July 6, 2007
The myth of the patient and forgiving web user
When it comes to things that should, but don’t work right, I’ll admit I’m one of the most impatient, easily offended people I know. Analytical and idealistic to begin with, my years in the design and usability field have, evidently, only exacerbated these tendencies.
Fortunately for the web, most web users aren’t like me. Instead of becoming instantly irritated with bad design, lazy programming, or poor process flow, they simply shrug, scratch their heads, and muddle through the best they can. They call a friend, or get their 10-year-old kid to help figure it out.
It took me a while to realize this wasn’t just an occasional phenomenom, that most web users don’t expect their online experience to be particularly smooth, easy, or streamlined. In fact, they go online anticipating problems, and that’s ‘just the way it is.’ It takes a fairly significant failure or very high level of confusion for them to abandon what they’re trying to accomplish.
This is a generality, of course, and touches on the larger question of why users expect so little from the web in the first place. But it’s important to note that usability professionals have a built-in allergy to inconvenience the general population lacks. Does this mean we’re too hard on web systems, that we should reduce our level of persnicketyness? Is mediocrity acceptable, as long as the audience is OK with it?
A household lesson in just dealing
Take, for instance, a simple household example of poor design, one that causes user mistakes.

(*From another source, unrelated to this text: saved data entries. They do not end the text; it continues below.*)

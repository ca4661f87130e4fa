//! Structural support checks

use crate::checks::base::Check;
use crate::config::RuleConfiguration;
use crate::graph::{ElementCategory, ModelGraph, RelationKind};
use crate::models::{Anomaly, Severity};
use anyhow::Result;

/// Flags beams with no structural connection to a column or a wall.
///
/// A floating beam is the most severe defect the catalog reports: without a
/// support path the model cannot be structurally coherent.
pub struct UnsupportedBeamCheck;

impl Check<Anomaly> for UnsupportedBeamCheck {
    fn category(&self) -> &'static str {
        "unsupported_beam"
    }

    fn description(&self) -> &'static str {
        "Beams without an apparent support"
    }

    fn scanned_categories(&self) -> &'static [ElementCategory] {
        &[ElementCategory::Beam]
    }

    fn scan(&self, model: &dyn ModelGraph, _rules: &RuleConfiguration) -> Result<Vec<Anomaly>> {
        let mut anomalies = Vec::new();
        for entity in model.entities_of_type(ElementCategory::Beam) {
            let Some(attrs) = model.attributes(entity) else {
                continue;
            };
            let has_support = model
                .related_entities(entity, RelationKind::StructuralConnection)
                .into_iter()
                .filter_map(|other| model.attributes(other))
                .any(|other| {
                    matches!(
                        other.category,
                        ElementCategory::Column | ElementCategory::Wall
                    )
                });
            if !has_support {
                let beam_name = match attrs.name.as_deref() {
                    Some(n) if !n.trim().is_empty() => n.to_string(),
                    _ => format!("Beam-{}", attrs.id.chars().take(8).collect::<String>()),
                };
                anomalies.push(
                    Anomaly::new(self.category(), &attrs.id, &attrs.type_name, &beam_name)
                        .severity(Severity::Critical)
                        .description(format!(
                            "Beam '{beam_name}' has no apparent support (column or wall)"
                        ))
                        .suggested_fix(format!(
                            "Review the structural connections of beam '{beam_name}'"
                        )),
                );
            }
        }
        Ok(anomalies)
    }
}

#[cfg(test)]
mod tests {
    use super::*;
    use crate::graph::MemoryModel;

    #[test]
    fn test_supported_beam_is_silent() {
        let mut builder = MemoryModel::builder();
        let beam = builder.add("IfcBeam", Some("B-01"));
        let column = builder.add("IfcColumn", Some("C-01"));
        builder.connect(beam, column);
        let model = builder.build();

        let anomalies = UnsupportedBeamCheck
            .scan(&model, &RuleConfiguration::default())
            .unwrap();
        assert!(anomalies.is_empty());
    }

    #[test]
    fn test_floating_beam_is_critical() {
        let mut builder = MemoryModel::builder();
        builder.add("IfcBeam", Some("B-02"));
        let model = builder.build();

        let anomalies = UnsupportedBeamCheck
            .scan(&model, &RuleConfiguration::default())
            .unwrap();
        assert_eq!(anomalies.len(), 1);
        assert_eq!(anomalies[0].severity, Severity::Critical);
        assert!(anomalies[0].description.contains("B-02"));
    }

    #[test]
    fn test_beam_connected_to_another_beam_is_not_supported() {
        let mut builder = MemoryModel::builder();
        let a = builder.add("IfcBeam", Some("B-03"));
        let b = builder.add("IfcBeam", Some("B-04"));
        builder.connect(a, b);
        let model = builder.build();

        let anomalies = UnsupportedBeamCheck
            .scan(&model, &RuleConfiguration::default())
            .unwrap();
        assert_eq!(anomalies.len(), 2);
    }

    #[test]
    fn test_unnamed_beam_gets_stable_label() {
        let mut builder = MemoryModel::builder();
        builder.add_with_id("3vB2Yd5zr0aQc1", "IfcBeam", None);
        let model = builder.build();

        let anomalies = UnsupportedBeamCheck
            .scan(&model, &RuleConfiguration::default())
            .unwrap();
        assert_eq!(anomalies[0].element_name, "Beam-3vB2Yd5z");
    }
}
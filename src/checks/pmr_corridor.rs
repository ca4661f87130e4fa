//! Corridor width accessibility check

use crate::checks::band::ToleranceBand;
use crate::checks::base::Check;
use crate::checks::indeterminate;
use crate::checks::measure::{space_length_estimate, space_width_estimate};
use crate::config::RuleConfiguration;
use crate::graph::{ElementCategory, ModelGraph, Reading};
use crate::models::{ComplianceCheckResult, ComplianceLevel};
use anyhow::Result;

/// Checks the width of circulation spaces.
///
/// The required minimum relaxes for short corridors; a passage narrower than
/// the degeneracy floor cannot be made accessible at all.
pub struct CorridorWidthCheck;

impl Check<ComplianceCheckResult> for CorridorWidthCheck {
    fn category(&self) -> &'static str {
        "corridor_width"
    }

    fn description(&self) -> &'static str {
        "Circulation widths against the accessible minimum"
    }

    fn scanned_categories(&self) -> &'static [ElementCategory] {
        &[ElementCategory::Space]
    }

    fn scan(
        &self,
        model: &dyn ModelGraph,
        rules: &RuleConfiguration,
    ) -> Result<Vec<ComplianceCheckResult>> {
        let mut results = Vec::new();
        for entity in model.entities_of_type(ElementCategory::Space) {
            let Some(attrs) = model.attributes(entity) else {
                continue;
            };
            if !rules.naming.is_circulation(attrs.display_name()) {
                continue;
            }
            let psets = model.property_sets(entity);
            let width = match space_width_estimate(&psets) {
                Reading::Found(w) => w,
                Reading::NotFound | Reading::Faulted(_) => {
                    results.push(indeterminate(
                        self.category(),
                        &attrs,
                        "Circulation width",
                        "m",
                        "Article R111-19-3 du CCH",
                    ));
                    continue;
                }
            };
            // a short corridor may use the relaxed minimum
            let required = match space_length_estimate(&psets) {
                Reading::Found(length) if length < rules.pmr.corridor_short_length => {
                    rules.pmr.corridor_width_short
                }
                _ => rules.pmr.corridor_width_min,
            };
            let band = ToleranceBand::new(required, rules.pmr.corridor_width_tolerance)
                .with_floor(rules.pmr.passage_floor);

            let compliance = band.classify_minimum(width);
            let recommendation = match compliance {
                ComplianceLevel::Compliant => "Meets accessible width requirements".to_string(),
                ComplianceLevel::Attention => format!(
                    "Borderline width ({width:.2} m). Recommended: {required} m minimum"
                ),
                ComplianceLevel::NotApplicable => {
                    "Passage too narrow to make accessible".to_string()
                }
                ComplianceLevel::NonCompliant => format!("Widen to at least {required} m"),
            };

            let mut result = ComplianceCheckResult::new(
                self.category(),
                &attrs.id,
                &attrs.type_name,
                attrs.display_name(),
            );
            result.description = format!("Circulation width check: {width:.2} m");
            result.compliance = compliance;
            result.measured_value = Some(width);
            result.required_value = Some(required);
            result.unit = "m".to_string();
            result.recommendation = recommendation;
            result.regulation_reference = "Article R111-19-3 du CCH".to_string();
            results.push(result);
        }
        Ok(results)
    }
}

I recently moved into a new house, in which there is a small walk-in closet lit with a ceiling light. The switch for said light is located in a completely unintuitive place - outside the closet on the hinge-side of the door. Since the door can be approached only from the handle-side, turning on the light means reaching across the door.
The expected place for the switch would be on the handle-side of the door, ideally on the inside wall. And that’s exactly where I reach to turn for it, every time I go in the closet. When I don’t find the switch there, I correct myself, step back outside the door, reach across to the hinge-side, and turn on the light.
The error-correction process is annoying, regularly causing me to fume, “What in the world were the original builders thinking?” Obviously, they had very different standards for ease-of-use than I!
When visiting friends and family have occasion to go in the closet, I’ve observed the same error-correction pattern, but minus any railing against the building industry’s lack of appreciation for basic usability. They just deal.
Would it be easier for my visitors if the light switch were moved? Of course. Having the switch in the expected place would remove that error-correction stumble, replacing it with a pre-bundled behavior pattern requiring no thought. But even left as is, it doesn’t drive them crazy and it doesn’t stop them from going into the closet.
A switch by any other name
But that’s my closet. There’s nothing particularly interesting in there, and it’s rarely visited. What if we upped the importance of the switch, and its frequency of use?
Imagine the irate response if the switch were outside the door of a popular restaurant’s restroom. Or outside a hospital’s emergency surgery. In these scenarios, where the switch facilitates behaviors more critical and frequent than finding a pair of shoes, a seemingly small design flaw generates significant consequences. Not to mention ill-will.
A frivolous train of thought, of course, but one that points to a few important concepts:
- It’s startling to observe how much patience and forgiveness most users have for things that should (by my measure) be irritating as hell.
- Even patient and forgiving users benefit from having irritants removed.
- The level of forgiveness you can expect depends partly on the importance of the flaw’s setting, and how often it’s encountered.
Have a usability example where a change of placement or venue impacted the user experience? Let me know!
—-









July 7th, 2007 at 3:28 pm
Sandra,
What struck me about the example of the light switch is that it probably would have been just as easy to place it correctly if the architect (designer) and/or builder (developer) hadn’t been literally asleep at the switch. Being appropriately alert cannot have a poor return on investment, and it can have a good one. What’s more, when either the flaw or the appropriate alertness is compounded, the ROI effect will be far greater. Stay with your instinct to aim to get each usability aspect right, which will lead to results that are very good even when a few things, like the misplaced light switch, go wrong. Without obsessing beyond the point of diminishing returns, you will have have helped create a website that makes a respectful effort to be helpful to the user, satisfying your idealism while serving its purpose.